Poppins Curriculum

Poppins Active Learning School utilises a British curriculum based on the British Early Learning Years Foundation Stage (EYFS) and Poppins original educational approach. Adapting Japanese Standards to incorporate child brain science and social development, creating individual educare.

The EYFS is a comprehensive framework that sets the standards for learning, development, and care for children ages six years and below. The EYFS framework supports the following seven areas of learning:

Communication and language (to develop skills and confidence to express one's thoughts in words), Physical development (to promote the development of motor skills and understand the relationship between health and food), Personal, social and emotional development Respect the ideas of others and others, and learn appropriate behavior in society) / Literacy (learn the basics of letters and literacy), Mathematics (learn the basics of numbers, calculations, shapes, spaces and measurements) ), Understanding the world (interesting and observing things in the world), Expressive arts and design (expressing your thoughts using materials around you)

Our active learning programmes (Physical Development, Lifesaving, Language, Maths, Science, Art, and Music) are aligned to the EYFS and taught by specialists in each field. In addition, we also have daily Self-Discovery Time that includes off-campus activities and projects. We offer a good balance of programmes every week and also guide children to explore outside every day.

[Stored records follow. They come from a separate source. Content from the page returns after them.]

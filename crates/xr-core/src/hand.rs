use crate::constants::*;
use crate::controller::ControllerId;
use glam::{Mat4, Quat, Vec3, Vec4};

/// Handedness as reported by the XR runtime.
#[derive(Clone, Copy, Debug, PartialEq, Eq, Hash)]
pub enum Handedness {
    Left,
    Right,
    None,
}

impl Handedness {
    pub fn from_tag(tag: &str) -> Self {
        match tag {
            "left" => Handedness::Left,
            "right" => Handedness::Right,
            _ => Handedness::None,
        }
    }

    pub fn as_str(self) -> &'static str {
        match self {
            Handedness::Left => "left",
            Handedness::Right => "right",
            Handedness::None => "none",
        }
    }

    /// Only `Left` routes to the left hand; `Right` and `None` both route right.
    #[inline]
    pub fn side(self) -> HandSide {
        match self {
            Handedness::Left => HandSide::Left,
            _ => HandSide::Right,
        }
    }
}

#[derive(Clone, Copy, Debug, PartialEq, Eq, Hash)]
pub enum HandSide {
    Left,
    Right,
}

impl HandSide {
    pub fn as_str(self) -> &'static str {
        match self {
            HandSide::Left => "left",
            HandSide::Right => "right",
        }
    }
}

#[derive(Clone, Copy, Debug, PartialEq, Eq)]
pub enum Channel {
    Red,
    Green,
    Blue,
}

#[derive(Clone, Copy, Debug, Default, PartialEq)]
pub struct Color3 {
    pub r: f32,
    pub g: f32,
    pub b: f32,
}

impl Color3 {
    pub const BLACK: Color3 = Color3 {
        r: 0.0,
        g: 0.0,
        b: 0.0,
    };

    pub fn new(r: f32, g: f32, b: f32) -> Self {
        Self { r, g, b }
    }

    pub fn set_channel(&mut self, channel: Channel, value: f32) {
        match channel {
            Channel::Red => self.r = value,
            Channel::Green => self.g = value,
            Channel::Blue => self.b = value,
        }
    }

    pub fn to_array(self) -> [f32; 3] {
        [self.r, self.g, self.b]
    }
}

#[derive(Clone, Copy, Debug, PartialEq)]
pub struct Marker {
    pub position: Vec3,
    pub scaling: Vec3,
}

impl Marker {
    pub fn at(position: Vec3) -> Self {
        Self {
            position,
            scaling: Vec3::ONE,
        }
    }

    pub fn model_matrix(&self) -> Mat4 {
        Mat4::from_scale_rotation_translation(self.scaling, Quat::IDENTITY, self.position)
    }
}

#[derive(Clone, Copy, Debug, PartialEq)]
pub struct MarkerMaterial {
    pub alpha: f32,
}

impl Default for MarkerMaterial {
    fn default() -> Self {
        Self {
            alpha: ALPHA_DEFAULT,
        }
    }
}

#[derive(Clone, Debug, PartialEq)]
pub struct Hand {
    pub side: HandSide,
    pub controller: Option<ControllerId>,
    pub marker: Marker,
    pub material: MarkerMaterial,
    pub color: Color3,
}

impl Hand {
    pub fn new(side: HandSide) -> Self {
        let offset = match side {
            HandSide::Left => left_marker_offset(),
            HandSide::Right => right_marker_offset(),
        };
        Self {
            side,
            controller: None,
            marker: Marker::at(offset),
            material: MarkerMaterial::default(),
            color: Color3::BLACK,
        }
    }

    /// Straight-alpha RGBA used by the renderers.
    pub fn rgba(&self) -> Vec4 {
        Vec4::new(self.color.r, self.color.g, self.color.b, self.material.alpha)
    }
}

#[derive(Clone, Debug, PartialEq)]
pub struct HandPair {
    pub left: Hand,
    pub right: Hand,
}

impl Default for HandPair {
    fn default() -> Self {
        Self {
            left: Hand::new(HandSide::Left),
            right: Hand::new(HandSide::Right),
        }
    }
}

impl HandPair {
    pub fn get(&self, side: HandSide) -> &Hand {
        match side {
            HandSide::Left => &self.left,
            HandSide::Right => &self.right,
        }
    }

    pub fn get_mut(&mut self, side: HandSide) -> &mut Hand {
        match side {
            HandSide::Left => &mut self.left,
            HandSide::Right => &mut self.right,
        }
    }

    pub fn iter(&self) -> impl Iterator<Item = &Hand> {
        [&self.left, &self.right].into_iter()
    }

    pub fn both_tracked(&self) -> bool {
        self.left.controller.is_some() && self.right.controller.is_some()
    }
}

#[cfg(test)]
mod tests {
    use super::*;

    #[test]
    fn only_left_tag_routes_left() {
        assert_eq!(Handedness::from_tag("left").side(), HandSide::Left);
        assert_eq!(Handedness::from_tag("right").side(), HandSide::Right);
        assert_eq!(Handedness::from_tag("none").side(), HandSide::Right);
        assert_eq!(Handedness::from_tag("").side(), HandSide::Right);
        assert_eq!(Handedness::from_tag("LEFT").side(), HandSide::Right);
    }

    #[test]
    fn hands_start_untracked_black_and_translucent() {
        let hands = HandPair::default();
        for hand in hands.iter() {
            assert!(hand.controller.is_none());
            assert_eq!(hand.color, Color3::BLACK);
            assert_eq!(hand.material.alpha, 0.5);
            assert_eq!(hand.marker.scaling, Vec3::ONE);
        }
        assert_eq!(hands.left.marker.position, Vec3::new(-0.5, 0.0, 0.0));
        assert_eq!(hands.right.marker.position, Vec3::new(0.5, 0.0, 0.0));
        assert!(!hands.both_tracked());
    }

    #[test]
    fn model_matrix_applies_scale_then_translation() {
        let mut marker = Marker::at(Vec3::new(1.0, 2.0, 3.0));
        marker.scaling = Vec3::new(2.0, 1.0, 2.0);
        let p = marker.model_matrix().transform_point3(Vec3::new(0.5, 0.5, 0.5));
        assert!((p - Vec3::new(2.0, 2.5, 4.0)).length() < 1e-6);
    }
}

In our programmes, children learn proactively through play.

Visualisation of the Learning Process

写真:人種・年齢の異なる女の子二人が笑っているThis learning process was documented under the supervision of Dr. Benjamin Mardel, a member of Harvard University’s Infant Education Research Team (now a Lesley University Professor).
In order to gain diverse perspectives of Educare ※1, the team shared their research with parents, teachers and even children themselves. The documentation was called the “Reggio Emilia Approach” and featured in Newsweek Magazine in 1991. It became widespread in Europe as an innovative infant and early childhood educational approach.

Growth Mind Set

写真:教室To help children, our teachers practice “Growth Mindset” ※2, a term advocated by Stanford University psychology professor Carol S. Dweck. Rather than focus on results and ability, we recognise the process of learning itself through praise and encouragement to motivate children even when they become discouraged.

※1 Educare=education + care

※2 The idea that by making an effort people can expand their special characteristics. On the contrary, a “Fixed Mindset” is when a person hides failures and inadequacies.